MODELING AND SIMULATION OF AVASCULAR TUMOR GROWTH: THE EFFECT OF CELL MIGRATION

摘要

A quantitative analysis of tumor growth at the tumor scale may be of value to therapeutic strategies that aim to control disease extension into surrounding healthy tissue. Our aim is to model avascular tumor growth due to directed cell motions and investigate the role of different taxis and biophysical parameters on tumor growth. Using one dimensional numerical simulation, we will present the results of a parameter study of tumor growth with a range of biophysical and taxis parameters and investigate the causal link between these parameters on tumor growth and the internal tumor structure.

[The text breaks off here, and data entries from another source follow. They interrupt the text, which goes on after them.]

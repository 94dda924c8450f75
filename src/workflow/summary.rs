// Copyright (c) 2025 Fabstir
// SPDX-License-Identifier: BUSL-1.1
//! Per-run tally of what happened to each row

use serde::Serialize;
use std::fmt;

/// Result of driving one record during a run
#[derive(Debug, Clone, PartialEq, Eq)]
pub enum RowOutcome {
    /// Already terminal; nothing was done
    Skipped,
    /// Reached the flow's terminal state in this run
    Completed,
    /// Not done yet; a later run picks it up
    Pending(String),
    /// Could not advance in this run
    Failed(String),
}

#[derive(Debug, Clone, PartialEq, Eq, Serialize)]
pub struct RowFailure {
    pub row: usize,
    pub document: String,
    pub reason: String,
}

#[derive(Debug, Clone, Default, PartialEq, Eq, Serialize)]
pub struct RunSummary {
    pub rows: usize,
    pub skipped: usize,
    pub completed: usize,
    pub pending: usize,
    pub failed: Vec<RowFailure>,
}

impl RunSummary {
    pub fn record(&mut self, row: usize, document: &str, outcome: RowOutcome) {
        self.rows += 1;
        match outcome {
            RowOutcome::Skipped => self.skipped += 1,
            RowOutcome::Completed => self.completed += 1,
            RowOutcome::Pending(_) => self.pending += 1,
            RowOutcome::Failed(reason) => self.failed.push(RowFailure {
                row,
                document: document.to_string(),
                reason,
            }),
        }
    }

    pub fn failed_count(&self) -> usize {
        self.failed.len()
    }

    pub fn is_clean(&self) -> bool {
        self.failed.is_empty()
    }
}

impl fmt::Display for RunSummary {
    fn fmt(&self, f: &mut fmt::Formatter<'_>) -> fmt::Result {
        write!(
            f,
            "{} rows: {} completed, {} already done, {} pending, {} failed",
            self.rows,
            self.completed,
            self.skipped,
            self.pending,
            self.failed.len()
        )
    }
}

We will consider the evolution of live and dead tumor cells using a sharp interface model where species movement depends on oncotic pressure from cell proliferation, adhesion forces between cell-cell and cell- extracellullar matrix (ECM), and relative strength of chemotaxis, due to the nutrient gradient and soluble ECM gradient, and haptotaxis due to the gradient of insoluble ECM. Using our multispecies tumor model, it is possible to estimate, for a given initial tumor, how far it will invade and thus allow for both qualitative and quantitative comparisons with experimental and clinical data. The results show that the tumor biophysical parameters (e.g., cell viability limit, rate of necrosis and degradation of the necrotic core) has a great impact on the quantitative aspects of the tumor progression, such as the size of viable region, necrotic region, the amount of invasion into the host tissue, the rate of growth and internal structure of the tumors. Among the taxis parameters, the haptotaxis due to intact ECM gradients affects strongly the tumor equilibrium radius compared to the chemotaxis due to soluble ECM gradients and nutrient gradients. Chemotaxis of soluble ECM gradient works against invasion but at a negligible rate.